I am still overwhelmed.

Hand me my rabbit’s foot!

Friday, January 7th, 2011

Actors are a superstitious bunch.  They’re like NHL hockey players during the playoffs.  Although, shaving is normally required if one is to appear on the stage night after night, this doesn’t mean that a particular pair of socks won’t be repeatedly worn.  And a plague on any who dares mention luck before opening or, at any point, breathes the name of a certain dead Scottish king.  Even outside the theatre.  Writers are not necessarily much different: certain sweaters that must be worn, rifts of music that must be listened to, all to summon the muse or at least ward off the “block”. 

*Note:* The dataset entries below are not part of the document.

use crate::movement::{CashMovement, MovementId, MovementKind, Settlement, ShiftTotals};
use crate::register::RegisterId;

/// Cash shift identifier.
#[derive(Debug, Copy, Clone, PartialEq, Eq, Hash, Serialize, Deserialize)]
#[serde(transparent)]
pub struct ShiftId(pub AggregateId);

impl ShiftId {
    pub fn new(id: AggregateId) -> Self {
        Self(id)
    }
}

impl core::fmt::Display for ShiftId {
    fn fmt(&self, f: &mut core::fmt::Formatter<'_>) -> core::fmt::Result {
        core::fmt::Display::fmt(&self.0, f)
    }
}

#[derive(Debug, Clone, Copy, PartialEq, Eq, Serialize, Deserialize)]
#[serde(rename_all = "lowercase")]
pub enum ShiftStatus {
    Open,
    Closed,
}

/// How many notes/coins of one face value were counted.
#[derive(Debug, Clone, PartialEq, Eq, Serialize, Deserialize)]
pub struct DenominationCount {
    pub face_value: Money,
    pub count: u32,
}

impl ValueObject for DenominationCount {}

/// A drawer count broken down by denomination.
#[derive(Debug, Clone, Default, PartialEq, Eq, Serialize, Deserialize)]
pub struct CashCount {
    pub lines: Vec<DenominationCount>,
}

impl ValueObject for CashCount {}

impl CashCount {
    pub fn new(lines: Vec<DenominationCount>) -> Self {
        Self { lines }
    }

    /// `None` if the count does not fit in [`Money`].
    pub fn total(&self) -> Option<Money> {
        self.lines.iter().try_fold(Money::ZERO, |acc, l| {
            acc.checked_add(l.face_value.checked_times(i64::from(l.count))?)
        })
    }

    /// Face values must be positive and the count must add up to `declared`.
    pub fn validate_against(&self, declared: Money) -> Result<(), DomainError> {
        if self.lines.iter().any(|l| !l.face_value.is_positive()) {
            return Err(DomainError::validation("denomination face values must be positive"));
        }
        let total = self
            .total()
            .ok_or_else(|| DomainError::validation("cash count is out of range"))?;
        if total != declared {
            return Err(DomainError::validation(format!(
                "cash count adds up to {total}, declared amount is {declared}"
            )));
        }
        Ok(())
    }
}
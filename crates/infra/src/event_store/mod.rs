//! Append-only event store boundary.
//!
//! Streams are keyed by aggregate id. A single `commit` may span several streams
//! and is all-or-nothing, which is what lets one sale reserve stock on many
//! records and record its cash movement in one step.

pub mod in_memory;
pub mod r#trait;

pub use in_memory::InMemoryEventStore;
pub use r#trait::{EventStore, EventStoreError, StoredEvent, StreamAppend, UncommittedEvent};
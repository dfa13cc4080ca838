//! In-memory event bus for tests/dev.

use std::sync::{Mutex, mpsc};

use crate::bus::{EventBus, Subscription};

#[derive(Debug)]
pub enum InMemoryBusError {
    /// Publish failed due to internal lock poisoning.
    Poisoned,
}

/// In-memory pub/sub bus: synchronous fan-out over std channels.
#[derive(Debug)]
pub struct InMemoryEventBus<M> {
    subscribers: Mutex<Vec<mpsc::Sender<M>>>,
}

impl<M> InMemoryEventBus<M> {
    pub fn new() -> Self {
        Self::default()
    }
}

impl<M> Default for InMemoryEventBus<M> {
    fn default() -> Self {
        Self {
            subscribers: Mutex::new(Vec::new()),
        }
    }
}

impl<M> EventBus<M> for InMemoryEventBus<M>
where
    M: Clone + Send + 'static,
{
    type Error = InMemoryBusError;

    fn publish(&self, message: M) -> Result<(), Self::Error> {
        let mut subs = self.subscribers.lock().map_err(|_| InMemoryBusError::Poisoned)?;

        // Drop any dead subscribers while publishing.
        subs.retain(|tx| tx.send(message.clone()).is_ok());

        Ok(())
    }

    fn subscribe(&self) -> Subscription<M> {
        let (tx, rx) = mpsc::channel();

        if let Ok(mut subs) = self.subscribers.lock() {
            subs.push(tx);
        }

        Subscription::new(rx)
    }
}

#[cfg(test)]
mod tests {
    use super::*;

    #[test]
    fn every_subscriber_receives_every_message() {
        let bus: InMemoryEventBus<u32> = InMemoryEventBus::new();
        let a = bus.subscribe();
        let b = bus.subscribe();

        bus.publish(1).unwrap();
        bus.publish(2).unwrap();

        assert_eq!(a.drain(), vec![1, 2]);
        assert_eq!(b.drain(), vec![1, 2]);
    }

    #[test]
    fn dropped_subscribers_are_pruned() {
        let bus: InMemoryEventBus<u32> = InMemoryEventBus::new();
        drop(bus.subscribe());
        let live = bus.subscribe();

        bus.publish(7).unwrap();

        assert_eq!(live.drain(), vec![7]);
        assert_eq!(bus.subscribers.lock().unwrap().len(), 1);
    }
}
use std::collections::HashMap;
use std::sync::RwLock;

use serde::Serialize;
use serde_json::Value as JsonValue;
use thiserror::Error;

use retailpos_core::{Aggregate, AggregateId, BranchId, VariantId};
use retailpos_events::{EventEnvelope, Subscription};
use retailpos_inventory::{InventoryEvent, StockLevels, StockRecord, StockRecordId};

use crate::read_model::BranchStore;

/// Current levels of one stock record, as seen by queries.
#[derive(Debug, Clone, PartialEq, Eq, Serialize)]
pub struct StockLevelRow {
    pub record_id: StockRecordId,
    pub variant_id: VariantId,
    pub branch_id: BranchId,
    pub available: i64,
    pub reserved: i64,
    pub minimum: i64,
    pub maximum: i64,
}

impl StockLevelRow {
    pub fn reservable(&self) -> i64 {
        self.available - self.reserved
    }

    pub fn needs_replenishment(&self) -> bool {
        self.available <= self.minimum
    }
}

#[derive(Debug, Error)]
pub enum StockProjectionError {
    #[error("failed to deserialize inventory event: {0}")]
    Deserialize(String),

    #[error("event for unknown stock record {0} (provisioning not seen)")]
    UnknownRecord(AggregateId),

    #[error("non-monotonic sequence number (last={last}, found={found})")]
    NonMonotonicSequence { last: u64, found: u64 },
}

#[derive(Debug, Default)]
struct ProjectionState {
    /// Last applied sequence number per stream.
    cursors: HashMap<AggregateId, u64>,
    /// Where each record lives, learned from `StockProvisioned`.
    branches: HashMap<AggregateId, BranchId>,
    /// Newest levels delivered ahead of their record's `StockProvisioned`.
    early: HashMap<AggregateId, (u64, StockLevels)>,
}

/// Stock levels per branch, fed by inventory envelopes.
///
/// Every inventory event carries the levels it produced, so applying an event
/// overwrites the row instead of accumulating deltas.
#[derive(Debug)]
pub struct StockLevelsProjection<S>
where
    S: BranchStore<StockRecordId, StockLevelRow>,
{
    store: S,
    state: RwLock<ProjectionState>,
}

impl<S> StockLevelsProjection<S>
where
    S: BranchStore<StockRecordId, StockLevelRow>,
{
    pub fn new(store: S) -> Self {
        Self {
            store,
            state: RwLock::new(ProjectionState::default()),
        }
    }

    pub fn get(&self, branch_id: BranchId, record_id: &StockRecordId) -> Option<StockLevelRow> {
        self.store.get(branch_id, record_id)
    }

    pub fn list(&self, branch_id: BranchId) -> Vec<StockLevelRow> {
        self.store.list(branch_id)
    }

    /// Records of a branch at or below their minimum, lowest reservable first.
    pub fn low_stock(&self, branch_id: BranchId) -> Vec<StockLevelRow> {
        let mut rows: Vec<_> = self
            .store
            .list(branch_id)
            .into_iter()
            .filter(StockLevelRow::needs_replenishment)
            .collect();
        rows.sort_by_key(|r| (r.reservable(), *r.variant_id.as_uuid()));
        rows
    }

    /// Apply a published envelope.
    ///
    /// Envelopes of other aggregate types are skipped. Anything at or below the
    /// stream cursor is a duplicate or a late delivery and is ignored; a jump
    /// ahead is applied, since the newer levels supersede whatever was skipped.
    /// Levels that overtake their record's provisioning are held until it
    /// arrives and then seed the row.
    pub fn apply_envelope(&self, envelope: &EventEnvelope<JsonValue>) -> Result<(), StockProjectionError> {
        if envelope.aggregate_type() != StockRecord::AGGREGATE_TYPE {
            return Ok(());
        }

        let aggregate_id = envelope.aggregate_id();
        let seq = envelope.sequence_number();

        let Ok(mut state) = self.state.write() else {
            return Ok(());
        };

        let last = state.cursors.get(&aggregate_id).copied().unwrap_or(0);
        if seq == 0 {
            return Err(StockProjectionError::NonMonotonicSequence { last, found: seq });
        }
        if seq <= last {
            return Ok(());
        }

        let event: InventoryEvent = serde_json::from_value(envelope.payload().clone())
            .map_err(|e| StockProjectionError::Deserialize(e.to_string()))?;

        let applied = match &event {
            InventoryEvent::StockProvisioned(e) => {
                let (applied, levels) = match state.early.remove(&aggregate_id) {
                    Some((early_seq, levels)) if early_seq > seq => (early_seq, levels),
                    _ => (seq, StockLevels::default()),
                };
                state.branches.insert(aggregate_id, e.branch_id);
                self.store.upsert(
                    e.branch_id,
                    e.record_id,
                    StockLevelRow {
                        record_id: e.record_id,
                        variant_id: e.variant_id,
                        branch_id: e.branch_id,
                        available: levels.available,
                        reserved: levels.reserved,
                        minimum: e.minimum,
                        maximum: e.maximum,
                    },
                );
                applied
            }
            other => {
                let Some(branch_id) = state.branches.get(&aggregate_id).copied() else {
                    if let Some(levels) = other.levels() {
                        let newer = state.early.get(&aggregate_id).is_none_or(|(early_seq, _)| *early_seq < seq);
                        if newer {
                            state.early.insert(aggregate_id, (seq, levels));
                        }
                    }
                    return Ok(());
                };
                let record_id = StockRecordId::new(aggregate_id);
                let mut row = self
                    .store
                    .get(branch_id, &record_id)
                    .ok_or(StockProjectionError::UnknownRecord(aggregate_id))?;
                if let Some(levels) = other.levels() {
                    row.available = levels.available;
                    row.reserved = levels.reserved;
                }
                self.store.upsert(branch_id, record_id, row);
                seq
            }
        };

        state.cursors.insert(aggregate_id, applied);
        Ok(())
    }

    /// Apply everything currently queued on `subscription`. Returns how many
    /// envelopes were taken off the queue, or the first failure once the whole
    /// queue has been attempted.
    pub fn catch_up(&self, subscription: &Subscription<EventEnvelope<JsonValue>>) -> Result<usize, StockProjectionError> {
        let pending = subscription.drain();
        let mut first_error = None;
        for env in &pending {
            if let Err(e) = self.apply_envelope(env) {
                first_error.get_or_insert(e);
            }
        }
        match first_error {
            Some(e) => Err(e),
            None => Ok(pending.len()),
        }
    }

    /// Rebuild from scratch by replaying envelopes.
    pub fn rebuild_from_scratch(
        &self,
        envelopes: impl IntoIterator<Item = EventEnvelope<JsonValue>>,
    ) -> Result<(), StockProjectionError> {
        if let Ok(mut state) = self.state.write() {
            *state = ProjectionState::default();
        }
        self.store.clear();

        let mut envs: Vec<_> = envelopes.into_iter().collect();
        // Deterministic replay order: aggregate, sequence.
        envs.sort_by_key(|e| (*e.aggregate_id().as_uuid(), e.sequence_number()));

        for env in &envs {
            self.apply_envelope(env)?;
        }

        Ok(())
    }
}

While I am not so foolish as to say Macbeth out loud on stage, I have largely managed to stay clear of falling into “good luck rituals”.  They can become debilitating.  At times due to their sheer length.  Always because a missed step can mess with your psyche.  Besides, it’s not only liberating but often necessary, given that writing is not my day job, to be able to write anywhere.  Now if I could only do it without having to win a game of solitaire first … just kidding but I do know an actor who wouldn’t go near the theatre until he had.  Not shaving would be easier.